By this I mean it's important to understand the landscape of the hardware systems you're seeking to displace. Is the market dominated by a single large player or fragmented? What's the typical sales cycle for your category and how frequently do providers buy new systems? What's the current price point, and where do you think you could come in?

For Virgo, we looked at the GI endoscopy marketplace and saw a US market dominated by a single player — Olympus. The sales cycle for endoscopy equipment can be a multi-year endeavor, with hospitals buying new equipment every 5+ years and endoscopy centers often holding onto their equipment even longer. A new endoscopy video processing tower is priced in the low hundreds of thousands of dollars, and the actual endoscopes are priced in the high tens of thousands of dollars.

One major goal with Virgo was to capture an ever increasing share of endoscopy video data. We judged these market dynamics to be fairly hostile to a new endoscopy upstart capturing significant market share in a reasonable period of time. In fact, several companies have attempted to displace Olympus with new scope technology, and none have succeeded.

Difficulty of underlying technology

In general, hardware systems with "easier" underlying tech are more amenable to a build-your-own strategy. As the tech gets harder, there is simply more risk in getting the product to market. You might be able to build the best software layer for an endoscopy system, but if you can't build a proper endoscope, your system won't stand a chance.

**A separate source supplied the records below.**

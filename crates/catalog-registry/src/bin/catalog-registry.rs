//! Standalone service catalog server.
//!
//! # Rust Learning Note
//!
//! A crate can ship both a library (`src/lib.rs`) and executables
//! (`src/bin/*.rs`). This binary is a thin shell: it parses flags, loads the
//! YAML config, and hands everything else to the library.

use std::net::IpAddr;
use std::path::PathBuf;
use std::sync::Arc;

use anyhow::Result;
use clap::{Parser, ValueEnum};
use tracing::info;

use catalog_registry::config::StorageBackend;
use catalog_registry::{Catalog, RegistryConfig, RegistryServer};

/// Service catalog registry server
#[derive(Parser, Debug)]
#[command(author, version, about, long_about = None)]
struct Args {
    /// Configuration file path (YAML)
    #[arg(short, long, value_name = "FILE")]
    config: Option<PathBuf>,

    /// Address to listen on (overrides config)
    #[arg(short, long, value_name = "IP")]
    listen: Option<IpAddr>,

    /// Port to listen on (overrides config)
    #[arg(short, long)]
    port: Option<u16>,

    /// Storage backend (overrides config)
    #[arg(short = 't', long = "db-type", value_enum)]
    db_type: Option<DbType>,

    /// Directory of the file backend (overrides config)
    #[arg(long, value_name = "DIR")]
    path: Option<PathBuf>,

    /// Requests per minute per client address, 0 to disable (overrides config)
    #[arg(long, value_name = "N")]
    rate_limit: Option<u32>,

    /// Enable debug logging
    #[arg(short, long)]
    debug: bool,

    /// Increase verbosity (-v debug, -vv trace)
    #[arg(short, action = clap::ArgAction::Count)]
    verbose: u8,
}

#[derive(Debug, Clone, Copy, ValueEnum)]
enum DbType {
    File,
    Memory,
}

impl From<DbType> for StorageBackend {
    fn from(db_type: DbType) -> Self {
        match db_type {
            DbType::File => StorageBackend::File,
            DbType::Memory => StorageBackend::Memory,
        }
    }
}

#[tokio::main]
async fn main() -> Result<()> {
    let args = Args::parse();

    let mut config = match &args.config {
        Some(path) => RegistryConfig::load_from_file(path)?,
        None => RegistryConfig::default(),
    };
    apply_overrides(&mut config, &args);
    config.validate()?;

    initialize_logging(&config.log_level)?;

    info!("Starting service catalog registry");
    if let Some(path) = &args.config {
        info!("Config file: {}", path.display());
    }

    let catalog = Arc::new(Catalog::new(config.build_store()?));
    let server =
        RegistryServer::new(catalog, config.transport()).with_rate_limit(config.rate_limit());

    info!("Press Ctrl+C to stop");
    server.run().await
}

fn apply_overrides(config: &mut RegistryConfig, args: &Args) {
    if let Some(listen) = args.listen {
        config.server.listen = listen;
    }
    if let Some(port) = args.port {
        config.server.port = port;
    }
    if let Some(db_type) = args.db_type {
        config.storage.backend = db_type.into();
    }
    if let Some(path) = &args.path {
        config.storage.path = path.clone();
    }
    if let Some(per_minute) = args.rate_limit {
        config.server.rate_limit_per_minute = per_minute;
    }

    match (args.debug, args.verbose) {
        (_, v) if v >= 2 => config.log_level = "trace".to_string(),
        (true, _) | (_, 1) => config.log_level = "debug".to_string(),
        _ => {}
    }
}

fn initialize_logging(level: &str) -> Result<()> {
    tracing_subscriber::fmt()
        .with_env_filter(
            tracing_subscriber::EnvFilter::try_from_default_env()
                .unwrap_or_else(|_| tracing_subscriber::EnvFilter::new(level)),
        )
        .with_target(false)
        .with_thread_ids(true)
        .try_init()
        .map_err(|e| anyhow::anyhow!("Failed to initialize logging: {}", e))
}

On this dimension, we also judged endoscopy to be a very challenging space. There is actually an incredible amount of engineering know-how that goes into an endoscope. A flexible endoscope involves steerable components, fiber optics, imaging sensors, and working channels for irrigation, suction, and instrumentation. All of this must fit into a tube that's about 10mm in diameter. To make matters worse, modern endoscopes are reusable, meaning they must be able to tolerate extreme temperature, pressure, and chemical exposure associated with sterilization processes.

Benefits of tech-enabled hardware

This is somewhat obvious, but another important factor is whether or not your tech-enabled solution will actually be sufficient for adoption of your solution. Again in endoscopy, there have been technically enhanced solutions that failed to gain significant market traction.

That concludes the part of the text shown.